En el suelo, sobre el charco sanguinolento encima del plástico, se adivinaba el cuerpo pulposo de un ser humano, una papilla con extremidades, tronco y cabeza, rodeado de otros cuerpos erguidos y ensangrentados que respiraban con agitación.
-Nunca entienden –dijo uno de los amiguitos de Diego.
-Es cierto, nunca entienden –secundó otro mientras miraba su vara enrojecida.
-Y creo que nunca van a entender –un tercero escupió sobre el cadáver de Claudio y se separó del grupo para ir a servirse uno de los vasos con refresco naranja que estaban en el azafate sobre el sillón.
-Ojalá entendieran, así no tendríamos que hacer esto –Claudia, contemplando lo que quedaba del cuerpo de un muchacho de veinticinco abriles, tenía entre sus manos el paquete con la marihuana, lo metió en una bolsa plástica y se lo dio a su hermano.
-Digo... no podríamos sólo dispararles una bala y ¡zás!, listo, es más limpio que toda esta cochinada –Diego se guardó el paquete con la marihuana en uno de sus bolsillos.
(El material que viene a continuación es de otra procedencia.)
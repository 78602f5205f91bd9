//! User settings persisted across restarts.

use std::collections::HashMap;
use std::fs::{self, OpenOptions};
use std::io::Write;
use std::path::{Path, PathBuf};

use anyhow::{Context, Result};
use serde::{Deserialize, Serialize};
use tracing::debug;

use crate::policy::UidRule;
use crate::proxy::ProxyInfo;
use crate::types::NetworkType;

pub const SETTINGS_FILENAME: &str = "settings.json";

#[derive(Debug, Clone, Default, PartialEq, Eq, Serialize, Deserialize)]
#[serde(default)]
pub struct Settings {
    pub network_preference: Option<NetworkType>,
    pub mobile_data_enabled: Option<bool>,
    pub global_proxy: Option<ProxyInfo>,
    pub uid_rules: HashMap<u32, UidRule>,
}

pub struct SettingsStore {
    path: PathBuf,
}

impl SettingsStore {
    pub fn new(root: &Path) -> Self {
        Self {
            path: root.join(SETTINGS_FILENAME),
        }
    }

    pub fn path(&self) -> &Path {
        &self.path
    }

    pub fn load(&self) -> Result<Settings> {
        if !self.path.exists() {
            return Ok(Settings::default());
        }
        let content = fs::read_to_string(&self.path)
            .with_context(|| format!("failed to read {}", self.path.display()))?;
        if content.trim().is_empty() {
            return Ok(Settings::default());
        }
        let settings = serde_json::from_str(&content)
            .with_context(|| format!("failed to parse {}", self.path.display()))?;
        debug!("Loaded settings from {}", self.path.display());
        Ok(settings)
    }

    pub fn save(&self, settings: &Settings) -> Result<()> {
        if let Some(parent) = self.path.parent() {
            fs::create_dir_all(parent).context("failed to create settings directory")?;
        }

        let temp_path = self.path.with_extension("tmp");
        let bytes = serde_json::to_vec_pretty(settings).context("failed to encode settings")?;

        {
            #[cfg(unix)]
            use std::os::unix::fs::OpenOptionsExt;

            let mut options = OpenOptions::new();
            options.write(true).create(true).truncate(true);
            #[cfg(unix)]
            options.mode(0o600);
            let mut file = options
                .open(&temp_path)
                .context("failed to open temp settings file")?;

            file.write_all(&bytes).context("failed to write settings")?;
            file.sync_all().context("failed to sync settings")?;
        }

        fs::rename(&temp_path, &self.path).context("failed to rename settings file")?;
        debug!("Saved settings to {}", self.path.display());
        Ok(())
    }

    /// Load, apply `change`, save.
    pub fn update(&self, change: impl FnOnce(&mut Settings)) -> Result<Settings> {
        let mut settings = self.load()?;
        change(&mut settings);
        self.save(&settings)?;
        Ok(settings)
    }
}

#[cfg(test)]
mod tests {
    use super::*;
    use tempfile::TempDir;

    #[test]
    fn missing_file_gives_defaults() {
        let temp_dir = TempDir::new().unwrap();
        let store = SettingsStore::new(temp_dir.path());
        assert_eq!(store.load().unwrap(), Settings::default());
    }

    #[test]
    fn update_persists_across_instances() {
        let temp_dir = TempDir::new().unwrap();
        {
            let store = SettingsStore::new(temp_dir.path());
            store
                .update(|s| {
                    s.network_preference = Some(NetworkType::MOBILE);
                    s.uid_rules.insert(10_050, UidRule::RejectMetered);
                })
                .unwrap();
        }

        let store = SettingsStore::new(temp_dir.path());
        let settings = store.load().unwrap();
        assert_eq!(settings.network_preference, Some(NetworkType::MOBILE));
        assert_eq!(settings.uid_rules.get(&10_050), Some(&UidRule::RejectMetered));
        assert!(!store.path().with_extension("tmp").exists());
    }

    #[cfg(unix)]
    #[test]
    fn settings_file_is_private() {
        use std::os::unix::fs::PermissionsExt;

        let temp_dir = TempDir::new().unwrap();
        let store = SettingsStore::new(temp_dir.path());
        store.save(&Settings::default()).unwrap();
        let mode = fs::metadata(store.path()).unwrap().permissions().mode();
        assert_eq!(mode & 0o777, 0o600);
    }

    #[test]
    fn malformed_file_is_an_error() {
        let temp_dir = TempDir::new().unwrap();
        let store = SettingsStore::new(temp_dir.path());
        fs::write(store.path(), "{ not json").unwrap();
        assert!(store.load().is_err());
    }
}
-¿Acaso tú limpias? –le preguntó Claudia.
-No, pero...
-Pero nada, así debe ser, así ha sido siempre. Y ahora quítense los plásticos y báñense antes de entrar en la piscina.
-¡Yeee! –gritó la chiquillería y empezaron a despojarse de los overoles.
-Y no se olviden de dejarme las varas en el baúl, ¿eh? ¡Carlitos!
Uno de los niños se volvió a medio desvestir y casi se cae sobre el cadáver de Claudio.
-¡Puajj! Por poquito... ¿Qué cosa?
-¿Quién sigue? –Claudia se estaba poniendo un overol como el de los niños, pero más grande.
-Este... –Carlitos se sacó una libreta del pantalón– es una chica que vive en La Ladera 176, esa casa estilo mediterráneo, se llama Patricia.
Patricia, sí, la conocía, una puta, una perra, una fumona, una pastrula.
-Encárgate de ella, que sea dentro... de un mes.
-Sí, Claudia, lo que tú digas –Carlitos terminó de sacarse el overol y salió detrás de sus amiguitos.
Patricia, claro, ya se cobraría algunas con ella, con esa perra de mierda que se acostaba con cualquiera que le ofreciera esa mierda que se metía en las narices, Patty, mejor dicho Putty, sí Putty, ya se viene, en un mes se viene, que se viene El Día De Patty.